Men who had not recently tested for HIV were less likely to have talked to their partners about PrEP and to perceive their partner would support PrEP use. It is possible that routine engagement in HIV testing provides men with knowledge about HIV prevention options that they can discuss with their partners, or conversely, that discussions around PrEP and HIV prevention lead men to engage in HIV testing. Previous work demonstrates that partnered GBMSM perceive themselves to be at lower risk of HIV and test less frequently for HIV than single men (Mitchell & Petroll, 2012; Stephenson et al., 2015). Reframing public health messaging of the need for HIV testing, which focuses largely on single men with risks of casual sex, to include couples is a necessary step in increasing engagement in HIV prevention among male couples.

The results also corroborate those of previous studies that demonstrate the role of peer support in increasing PrEP among single GBMSM (Holt et al., 2019; Khanna et al., 2016; Pulsipher et al., 2016). For male couples, networks of friends and other couples who are also using PrEP may provide opportunities for sharing information, access to resources, and emotional support to deal with side-effects or experiences of stigma. Peer support interventions have currently focused on single GBMSM (Patel et al., 2018; Young et al., 2018), and should also be considered as a focus of intervention for male couples.

There are several important limitations to the current analysis.
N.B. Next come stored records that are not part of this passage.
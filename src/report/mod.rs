//! Terminal reporting.
//!
//! # Responsibilities
//! - Render one line per completed check
//! - Render the final statistics summary and catalog composition
//!
//! # Design Decisions
//! - The renderer hangs off the orchestrator's report callback; the core
//!   owns no output resource of its own
//! - Colors are plain ANSI escapes, switchable off for pipes and logs

use std::sync::Arc;

use crate::catalog::{Catalog, Server, ServerStatus};
use crate::checker::{Outcome, ReportFn, StatsSnapshot};

const GREEN: &str = "\x1b[32m";
const RED: &str = "\x1b[31m";
const YELLOW: &str = "\x1b[33m";
const CYAN: &str = "\x1b[36m";
const BOLD: &str = "\x1b[1m";
const RESET: &str = "\x1b[0m";

/// Console renderer for check results.
#[derive(Debug, Clone)]
pub struct Reporter {
    use_color: bool,
    only_online: bool,
}

impl Reporter {
    pub fn new(use_color: bool, only_online: bool) -> Self {
        Self {
            use_color,
            only_online,
        }
    }

    fn color(&self, code: &'static str) -> &'static str {
        if self.use_color {
            code
        } else {
            ""
        }
    }

    fn status_color(&self, status: ServerStatus) -> &'static str {
        match status {
            ServerStatus::Online => self.color(GREEN),
            ServerStatus::Timeout => self.color(YELLOW),
            _ => self.color(RED),
        }
    }

    /// One line per completed check.
    pub fn print_result(&self, server: &Server, outcome: &Outcome, position: usize, total: usize) {
        if self.only_online && outcome.status != ServerStatus::Online {
            return;
        }

        let color = self.status_color(outcome.status);
        let reset = self.color(RESET);
        let cyan = self.color(CYAN);

        if outcome.status == ServerStatus::Online {
            println!(
                "[{position:>4}/{total}] {color}{:<8}{reset} {:>8.2} ms  {cyan}{}{reset}",
                outcome.status.as_str(),
                outcome.latency_ms,
                server.url,
            );
        } else {
            println!(
                "[{position:>4}/{total}] {color}{:<8}{reset} {:>11}  {cyan}{}{reset}",
                outcome.status.as_str(),
                "-",
                server.url,
            );
        }
    }

    /// Final statistics summary. The latency block only appears once at
    /// least one server was online.
    pub fn print_summary(&self, snapshot: &StatsSnapshot) {
        let bold = self.color(BOLD);
        let reset = self.color(RESET);
        let total = snapshot.total;

        let percent = |count: usize| {
            if total > 0 {
                count as f64 * 100.0 / total as f64
            } else {
                0.0
            }
        };

        println!();
        println!("{bold}═══════════════════════════════════════════{reset}");
        println!("{bold}           CHECK STATISTICS{reset}");
        println!("{bold}═══════════════════════════════════════════{reset}");
        println!("Total Checked:   {total:>5}");
        println!("───────────────────────────────────────────");
        println!(
            "Online:          {:>5}  ({:.1}%)",
            snapshot.online,
            percent(snapshot.online)
        );
        println!(
            "Offline:         {:>5}  ({:.1}%)",
            snapshot.offline,
            percent(snapshot.offline)
        );
        println!(
            "Timeout:         {:>5}  ({:.1}%)",
            snapshot.timeout,
            percent(snapshot.timeout)
        );
        println!(
            "Error:           {:>5}  ({:.1}%)",
            snapshot.error,
            percent(snapshot.error)
        );

        if snapshot.online > 0 {
            println!("───────────────────────────────────────────");
            println!("Min Latency:     {:.2} ms", snapshot.min_latency_ms);
            println!("Max Latency:     {:.2} ms", snapshot.max_latency_ms);
            println!("Avg Latency:     {:.2} ms", snapshot.average_latency_ms());
        }

        println!("{bold}═══════════════════════════════════════════{reset}");
        println!();
    }

    /// Catalog composition without probing anything.
    pub fn print_catalog(&self, catalog: &Catalog) {
        let bold = self.color(BOLD);
        let reset = self.color(RESET);

        println!();
        println!("{bold}Server catalog{reset}");
        for category in catalog.categories() {
            println!("  {:<8} {:>5} servers", category.name(), category.len());
        }
        println!("  {:<8} {:>5} total", "", catalog.total());
        println!();
    }

    /// Wrap this reporter as the orchestrator's report callback.
    pub fn into_report_fn(self) -> ReportFn {
        let report: ReportFn = Arc::new(move |server, outcome, position, total| {
            self.print_result(server, outcome, position, total);
        });
        report
    }
}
As noted, the sample is largely white, educated and gay-identifying, limiting generalization to all GBMSM. The sample was recruited online, and is limited to those with internet access and social media presence, and chose to consent and participate in the study. Recent work has demonstrated that online samples are demographically and behaviorally comparable to those recruited through venue-based sampling (Hernandez-Romieu et al., 2014). The cross-sectional study design precludes identifying causality, and longitudinal studies are clearly needed with male couples to disentangle the nature of several of the associations identified. A 3 month recall period was used to measure whether men had talked to their partner about PrEP: it is possible that men has talked to their partner about PrEP more than 3 months ago—especially given the longer relationship durations of couples in the sample—and thus the prevalence of PrEP communication is under-estimated. Questions on PrEP communication were asked only of men who had never used PrEP: there is a need to also examine PrEP communication among PrEP users and those who may have discontinued use.

Conclusion

While the results presented here may be limited by the lack of racial, ethnic and economic diversity in the sample—and should be explored further with more diverse samples—they do highlight several new aspects of PrEP communication among male couples. In this sample, PrEP communication was characterized by high levels of perceived support for PrEP but low frequency of recent conversations between partners around PrEP. Men often reported that conversations around PrEP would be uncomfortable. These results, combined with the negative associations between PrEP and sexuality-based internal stigma and PrEP communication, demonstrate a need for interventions that aim to provide a space for couples to learn about and talk about PrEP together. Couples HIV Counseling and Testing (CHTC) in which couples test for HIV and develop a HIV prevention or care plan together, remains the only dyadic HIV prevention option (Stephenson et al., 2017; Sullivan et al., 2014), (although others are in development) (Gamarel et al., 2019; Macapagal et al., 2019; Mitchell et al., 2020a, b) and there is a need ensure that the content is expanded to facilitate dyadic conversations around PrEP but to also continue to develop and test skills-based interventions as a pathway to engaging male couples in PrEP use.